Speaking to sister site PV Tech, Arevon Energy CEO John Breckenridge said it was this scale – the business has total assets valued at US$12 billion – that stands to give Arevon sufficient strength in order to succeed in what is rapidly becoming a richly competitive US solar market.
“That gives us the scale, in terms of procurement, in terms of how we operate, in terms of how we construct even in some of our development activities, relationships with off takers… all of those things that are beyond the cost of capital that are only really available if you have size, scale and vertical integration,” Breckenridge said.
That vertical integration has been a key motivation in assembling Arevon, Breckenridge added, noting that the business’s aim is to integrate the capabilities of Capital Dynamics into Arevon and “drive further in that direction”.
“I think that’s really the only way to succeed in this sector at the moment,” he said.

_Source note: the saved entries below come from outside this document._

//! popper-place - choose where a floating element sits next to its anchor
//!
//! Given the box of a reference element, the box of a popper, and a bounding
//! container, this library picks the first direction/alignment pair from
//! configurable fallback orders that keeps the popper inside the container.
//!
//! # Example
//!
//! ```rust
//! use popper_place::{place, PlacementConfig, Rect};
//!
//! let reference = Rect::from_edges(100.0, 100.0, 150.0, 130.0);
//! let popper = Rect::sized(80.0, 20.0);
//! let container = Rect::sized(500.0, 500.0);
//!
//! let placement = place(&reference, &popper, &container, &PlacementConfig::default()).unwrap();
//! assert_eq!(placement.code(), "bs");
//! assert_eq!(placement.popper.top, 138.0);
//! ```

pub mod error;
pub mod geometry;
pub mod placement;
pub mod scene;
pub mod surface;

pub use error::{ConfigError, PlaceError};
pub use geometry::{Axis, Rect};
pub use placement::{
    resolve, Alignment, AlignmentFlipOrder, ConfigOverrides, Direction, DirectionFlipOrder,
    Offset, Placement, PlacementConfig, Position,
};
pub use scene::{Scene, SceneResult};
pub use surface::{reposition, FloatingElement, Measure, PositionSink, Positioner};

/// Resolve a placement with the given configuration
///
/// Same as [`resolve`]; `popper` is the popper's box with its offsets at zero.
///
/// # Example
///
/// ```rust
/// use popper_place::{place, PlacementConfig, Position, Rect};
///
/// // Not enough room above, so `top` falls back to `bottom`.
/// let reference = Rect::from_edges(10.0, 100.0, 150.0, 40.0);
/// let config = PlacementConfig::new()
///     .with_position("top".parse::<Position>().unwrap());
///
/// let placement = place(
///     &reference,
///     &Rect::sized(80.0, 20.0),
///     &Rect::sized(500.0, 500.0),
///     &config,
/// )
/// .unwrap();
/// assert_eq!(placement.code(), "bm");
/// ```
pub fn place(
    reference: &Rect,
    popper: &Rect,
    container: &Rect,
    config: &PlacementConfig,
) -> Option<Placement> {
    resolve(reference, popper, container, config)
}

/// Load a scene from TOML source and place it
///
/// # Example
///
/// ```rust
/// use popper_place::place_toml;
///
/// let result = place_toml(r#"
///     [container]
///     right = 500
///     bottom = 500
///
///     [reference]
///     left = 100
///     top = 100
///     width = 50
///     height = 30
///
///     [popper]
///     width = 80
///     height = 20
/// "#).unwrap();
///
/// assert_eq!(result.placement.unwrap().code(), "bs");
/// ```
pub fn place_toml(source: &str) -> Result<SceneResult, ConfigError> {
    Ok(Scene::from_toml(source)?.place())
}
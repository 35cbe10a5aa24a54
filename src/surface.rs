//! Applying placements to elements
//!
//! The resolver only deals in rectangles. This module brackets it with the
//! side effects a rendering surface needs: popper offsets are zeroed before
//! measuring so a previous placement does not leak into the new one, and
//! restored when nothing fits.

use tracing::debug;

use crate::error::PlaceError;
use crate::geometry::Rect;
use crate::placement::{resolve, ConfigOverrides, Offset, Placement, PlacementConfig};

/// Something with a measurable bounding box
pub trait Measure {
    fn bounding_rect(&self) -> Rect;
}

/// A bare rectangle acts as a virtual reference
impl Measure for Rect {
    fn bounding_rect(&self) -> Rect {
        *self
    }
}

/// Readable and writable style offsets (`top`, `left`) on an element
pub trait PositionSink {
    fn offset(&self) -> Offset;
    fn set_offset(&mut self, offset: Offset);
}

/// In-memory element: a layout box plus the style offset applied to it
#[derive(Debug, Clone, PartialEq)]
pub struct FloatingElement {
    layout: Rect,
    offset: Offset,
}

impl FloatingElement {
    /// Create an element whose box sits at `layout` when its offset is zero
    pub fn new(layout: Rect) -> Self {
        Self {
            layout,
            offset: Offset::ZERO,
        }
    }

    pub fn with_offset(mut self, offset: Offset) -> Self {
        self.offset = offset;
        self
    }

    /// The box at zero offset
    pub fn layout(&self) -> Rect {
        self.layout
    }
}

impl Measure for FloatingElement {
    fn bounding_rect(&self) -> Rect {
        self.layout.translate(self.offset.left, self.offset.top)
    }
}

impl PositionSink for FloatingElement {
    fn offset(&self) -> Offset {
        self.offset
    }

    fn set_offset(&mut self, offset: Offset) {
        self.offset = offset;
    }
}

/// Measure, resolve and apply a placement in one step
///
/// The container is `config.container`, or `viewport` when unset. On
/// failure the popper keeps the offset it had before the call and the arrow
/// is left untouched.
pub fn reposition<R, P>(
    reference: &R,
    popper: &mut P,
    arrow: Option<&mut dyn PositionSink>,
    config: &PlacementConfig,
    viewport: Rect,
) -> Option<Placement>
where
    R: Measure + ?Sized,
    P: Measure + PositionSink + ?Sized,
{
    let saved = popper.offset();
    popper.set_offset(Offset::ZERO);

    let reference_box = reference.bounding_rect();
    let popper_box = popper.bounding_rect();
    let container = config.container.unwrap_or(viewport);

    match resolve(&reference_box, &popper_box, &container, config) {
        Some(placement) => {
            popper.set_offset(placement.popper);
            if let Some(arrow) = arrow {
                arrow.set_offset(placement.arrow);
            }
            Some(placement)
        }
        None => {
            debug!(top = saved.top, left = saved.left, "restoring popper offset");
            popper.set_offset(saved);
            None
        }
    }
}

/// Keeps elements and a configuration together across repeated updates
///
/// Options passed to [`Positioner::update`] are merged into the stored
/// configuration and become the defaults for later calls.
pub struct Positioner<R, P> {
    reference: Option<R>,
    popper: Option<P>,
    arrow: Option<Box<dyn PositionSink>>,
    viewport: Rect,
    config: PlacementConfig,
}

impl<R, P> Positioner<R, P>
where
    R: Measure,
    P: Measure + PositionSink,
{
    pub fn new(viewport: Rect, config: PlacementConfig) -> Self {
        Self {
            reference: None,
            popper: None,
            arrow: None,
            viewport,
            config,
        }
    }

    pub fn with_reference(mut self, reference: R) -> Self {
        self.reference = Some(reference);
        self
    }

    pub fn with_popper(mut self, popper: P) -> Self {
        self.popper = Some(popper);
        self
    }

    pub fn with_arrow(mut self, arrow: impl PositionSink + 'static) -> Self {
        self.arrow = Some(Box::new(arrow));
        self
    }

    pub fn config(&self) -> &PlacementConfig {
        &self.config
    }

    pub fn reference(&self) -> Option<&R> {
        self.reference.as_ref()
    }

    pub fn popper(&self) -> Option<&P> {
        self.popper.as_ref()
    }

    pub fn arrow(&self) -> Option<&dyn PositionSink> {
        self.arrow.as_ref().map(|a| -> &dyn PositionSink { a.as_ref() })
    }

    /// Merge `overrides` into the stored configuration and reposition
    ///
    /// Fails before touching anything when the reference or popper is
    /// missing, or when the overrides are invalid.
    pub fn update(&mut self, overrides: ConfigOverrides) -> Result<Option<Placement>, PlaceError> {
        let reference = self
            .reference
            .as_ref()
            .ok_or(PlaceError::MissingElement("reference"))?;
        let popper = self
            .popper
            .as_mut()
            .ok_or(PlaceError::MissingElement("popper"))?;

        self.config = self.config.clone().merge(overrides)?;

        let arrow = self
            .arrow
            .as_mut()
            .map(|a| -> &mut dyn PositionSink { a.as_mut() });
        Ok(reposition(reference, popper, arrow, &self.config, self.viewport))
    }
}
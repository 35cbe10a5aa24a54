//! Placement resolution
//!
//! Directions are tried in fallback order. A direction is skipped when the
//! popper would leave the container along its primary axis; otherwise its
//! alignments are tried in fallback order against the cross axis. The first
//! direction/alignment pair passing both checks wins. When a direction fits
//! but none of its alignments do, the search moves on to the next direction.

use tracing::{debug, trace};

use crate::geometry::{Axis, Rect};

use super::config::PlacementConfig;
use super::types::{Alignment, Direction, Offset, Placement, Position};

/// Candidate coordinates for one resolution call
struct Candidates {
    /// Primary-axis coordinate per direction
    primary: [f64; 4],
    /// Cross-axis coordinate per alignment, for vertical then horizontal axes
    vertical: [f64; 3],
    horizontal: [f64; 3],
}

impl Candidates {
    fn compute(reference: &Rect, popper: &Rect, margin: f64) -> Self {
        let mut primary = [0.0; 4];
        primary[Direction::Top.index()] = reference.top - popper.height() - margin;
        primary[Direction::Bottom.index()] = reference.bottom + margin;
        primary[Direction::Left.index()] = reference.left - popper.width() - margin;
        primary[Direction::Right.index()] = reference.right + margin;

        Self {
            primary,
            vertical: cross_candidates(Axis::Vertical, reference, popper),
            horizontal: cross_candidates(Axis::Horizontal, reference, popper),
        }
    }

    fn primary(&self, direction: Direction) -> f64 {
        self.primary[direction.index()]
    }

    fn secondary(&self, axis: Axis, alignment: Alignment) -> f64 {
        match axis {
            Axis::Vertical => self.vertical[alignment.index()],
            Axis::Horizontal => self.horizontal[alignment.index()],
        }
    }
}

/// Start, middle and end cross coordinates when the popper sits on `axis`
fn cross_candidates(axis: Axis, reference: &Rect, popper: &Rect) -> [f64; 3] {
    let lead = axis.secondary_min(reference);
    let trail = axis.secondary_max(reference);
    let ref_size = axis.secondary_size(reference);
    let pop_size = axis.secondary_size(popper);

    let mut out = [0.0; 3];
    out[Alignment::Start.index()] = lead;
    out[Alignment::Middle.index()] = lead + ref_size / 2.0 - pop_size / 2.0;
    out[Alignment::End.index()] = trail - pop_size;
    out
}

/// Whether `[value, value + size + padding]` stays within `[min, max]`
fn fits(value: f64, size: f64, padding: f64, min: f64, max: f64) -> bool {
    value >= min && value + size + padding <= max
}

/// Arrow offsets relative to the popper box
fn arrow_offset(position: Position, reference: &Rect, popper: &Rect) -> Offset {
    let axis = position.direction.axis();
    let cross_size = axis.secondary_size(popper);
    let ref_half = axis.secondary_size(reference) / 2.0;
    let pop_half = cross_size / 2.0;
    let reference_bigger = ref_half > pop_half;

    let cross = match position.alignment {
        Alignment::Start => ref_half.min(pop_half),
        Alignment::Middle => pop_half,
        Alignment::End if reference_bigger => pop_half,
        Alignment::End => cross_size - ref_half,
    };
    let primary = if position.direction.is_before() {
        axis.primary_size(popper)
    } else {
        0.0
    };

    let (top, left) = axis.to_top_left(primary, cross);
    Offset::new(top, left)
}

/// Choose a placement for `popper` next to `reference` inside `container`
///
/// `popper` must be measured with its style offsets at zero; the returned
/// offsets are relative to that origin. Returns `None` when no
/// direction/alignment pair fits.
pub fn resolve(
    reference: &Rect,
    popper: &Rect,
    container: &Rect,
    config: &PlacementConfig,
) -> Option<Placement> {
    let candidates = Candidates::compute(reference, popper, config.margin);
    let directions = config.position_flip_order.order(config.position.direction);
    let alignments = config.variant_flip_order.order(config.position.alignment);
    let padding = config.padding;

    for &direction in directions {
        let axis = direction.axis();
        let primary = candidates.primary(direction);
        if !fits(
            primary,
            axis.primary_size(popper),
            padding,
            axis.primary_min(container),
            axis.primary_max(container),
        ) {
            trace!(%direction, primary, "direction leaves container");
            continue;
        }

        for &alignment in alignments {
            let secondary = candidates.secondary(axis, alignment);
            if !fits(
                secondary,
                axis.secondary_size(popper),
                padding,
                axis.secondary_min(container),
                axis.secondary_max(container),
            ) {
                trace!(%direction, %alignment, secondary, "alignment leaves container");
                continue;
            }

            let position = Position::new(direction, alignment);
            let (top, left) = axis.to_top_left(primary, secondary);
            let placement = Placement {
                position,
                popper: Offset::new(top - popper.top, left - popper.left),
                arrow: arrow_offset(position, reference, popper),
            };
            debug!(code = %position.code(), top, left, "placement resolved");
            return Some(placement);
        }
    }

    debug!(preferred = %config.position, "no placement fits container");
    None
}

#[cfg(test)]
mod tests {
    use super::*;
    use crate::placement::{AlignmentFlipOrder, DirectionFlipOrder};
    use pretty_assertions::assert_eq;

    fn config(position: &str, margin: f64) -> PlacementConfig {
        PlacementConfig::new()
            .with_position(position.parse().unwrap())
            .with_margin(margin)
            .unwrap()
    }

    fn reference() -> Rect {
        Rect::from_edges(100.0, 100.0, 150.0, 130.0)
    }

    fn container() -> Rect {
        Rect::from_edges(0.0, 0.0, 500.0, 500.0)
    }

    #[test]
    fn test_bottom_start_scenario() {
        let placement = resolve(
            &reference(),
            &Rect::sized(80.0, 20.0),
            &container(),
            &config("bottom-start", 8.0),
        )
        .unwrap();

        assert_eq!(placement.code(), "bs");
        assert_eq!(placement.popper, Offset::new(138.0, 100.0));
    }

    #[test]
    fn test_offsets_relative_to_popper_origin() {
        let popper = Rect::new(30.0, 40.0, 80.0, 20.0);
        let placement = resolve(&reference(), &popper, &container(), &config("bs", 8.0)).unwrap();
        assert_eq!(placement.popper, Offset::new(138.0 - 40.0, 100.0 - 30.0));
    }

    #[test]
    fn test_candidates() {
        let c = Candidates::compute(&reference(), &Rect::sized(80.0, 20.0), 8.0);
        assert_eq!(c.primary(Direction::Top), 100.0 - 20.0 - 8.0);
        assert_eq!(c.primary(Direction::Bottom), 138.0);
        assert_eq!(c.primary(Direction::Left), 100.0 - 80.0 - 8.0);
        assert_eq!(c.primary(Direction::Right), 158.0);
        assert_eq!(c.secondary(Axis::Vertical, Alignment::Start), 100.0);
        assert_eq!(c.secondary(Axis::Vertical, Alignment::Middle), 85.0);
        assert_eq!(c.secondary(Axis::Vertical, Alignment::End), 70.0);
        assert_eq!(c.secondary(Axis::Horizontal, Alignment::Start), 100.0);
        assert_eq!(c.secondary(Axis::Horizontal, Alignment::Middle), 105.0);
        assert_eq!(c.secondary(Axis::Horizontal, Alignment::End), 110.0);
    }

    #[test]
    fn test_padding_applies_to_far_edge() {
        // Popper ends exactly at the container's bottom edge.
        let reference = Rect::from_edges(100.0, 100.0, 150.0, 130.0);
        let popper = Rect::sized(40.0, 20.0);
        let container = Rect::from_edges(0.0, 0.0, 500.0, 158.0);
        let cfg = config("bottom-start", 8.0);
        assert_eq!(resolve(&reference, &popper, &container, &cfg).unwrap().code(), "bs");

        let padded = cfg.with_padding(1.0).unwrap();
        let placement = resolve(&reference, &popper, &container, &padded).unwrap();
        assert_eq!(placement.code(), "ts");
    }

    #[test]
    fn test_falls_through_to_next_direction_when_no_alignment_fits() {
        // Reference scrolled partly past the left edge: bottom fits
        // vertically, but every vertical alignment starts left of the
        // container. The right side still has room.
        let reference = Rect::from_edges(10.0, -20.0, 30.0, 200.0);
        let popper = Rect::sized(60.0, 40.0);
        let container = Rect::from_edges(0.0, 0.0, 100.0, 400.0);
        let mut cfg = config("bottom-start", 0.0);
        cfg.position_flip_order = DirectionFlipOrder::default()
            .with_order(Direction::Bottom, "brtl")
            .unwrap();

        let placement = resolve(&reference, &popper, &container, &cfg).unwrap();
        assert_eq!(placement.code(), "rs");
        assert_eq!(placement.popper, Offset::new(10.0, 30.0));
    }

    #[test]
    fn test_alignment_order_respected() {
        // `end` would start left of the container, so the order decides
        // which alignment comes next.
        let popper = Rect::sized(80.0, 20.0);
        let container = Rect::from_edges(0.0, 80.0, 500.0, 500.0);
        let mut cfg = config("bottom-end", 8.0);

        let placement = resolve(&reference(), &popper, &container, &cfg).unwrap();
        assert_eq!(placement.code(), "bm");

        cfg.variant_flip_order = AlignmentFlipOrder::default()
            .with_order(Alignment::End, "esm")
            .unwrap();
        let placement = resolve(&reference(), &popper, &container, &cfg).unwrap();
        assert_eq!(placement.code(), "bs");
        assert_eq!(placement.popper.left, 100.0);
    }

    #[test]
    fn test_arrow_small_reference() {
        // Reference half-width 25, popper half-width 40.
        let popper = Rect::sized(80.0, 20.0);
        let reference = reference();
        let at = |pos: &str| arrow_offset(pos.parse().unwrap(), &reference, &popper);

        assert_eq!(at("bs"), Offset::new(0.0, 25.0));
        assert_eq!(at("bm"), Offset::new(0.0, 40.0));
        assert_eq!(at("be"), Offset::new(0.0, 55.0));
        assert_eq!(at("ts"), Offset::new(20.0, 25.0));
    }

    #[test]
    fn test_arrow_large_reference() {
        // Reference half-height 50, popper half-height 10.
        let popper = Rect::sized(80.0, 20.0);
        let reference = Rect::from_edges(100.0, 100.0, 150.0, 200.0);
        let at = |pos: &str| arrow_offset(pos.parse().unwrap(), &reference, &popper);

        assert_eq!(at("rs"), Offset::new(10.0, 0.0));
        assert_eq!(at("re"), Offset::new(10.0, 0.0));
        assert_eq!(at("lm"), Offset::new(10.0, 80.0));
    }

    #[test]
    fn test_no_fit_returns_none() {
        let popper = Rect::sized(600.0, 600.0);
        assert_eq!(
            resolve(&reference(), &popper, &container(), &config("top", 8.0)),
            None
        );
    }
}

Component procurement is a particular subject of interest given supply chain constraints and pricing volatility that is impacting purchasing practices, driven by both raw material costs and policy. Arevon is backing its scale to be effective here as well.
“If you want access to batteries today, and you’re a small buyer, you’re going to be waiting a long time and paying high price. We’re buying billions of dollars worth of batteries, so that gives us a lot more opportunity to access that market. It’s the same thing with things like panels, and in all the other aspects of the business,” Breckenridge said.
Arevon’s perspective is that the solar industry must adapt to the emerging power needs of businesses if they are to capture that business.
For Breckenridge, this is where the combination of solar and storage comes into its own.
“We’re going to provide customers with power the way they use it, and that involves complex combinations of solar-storage, power trading, all the things that you can put together to offer a total renewable solution that meets the customer’s needs,” he said.
Arevon intends to be active in all of the US’ key markets such as California, but also in markets such as PJM where Breckenridge describes the market as smaller and more spread out. The south east of the country is also seeing considerable activity, with the company intent on establishing geographical diversity to mitigate any prospective risk in the market.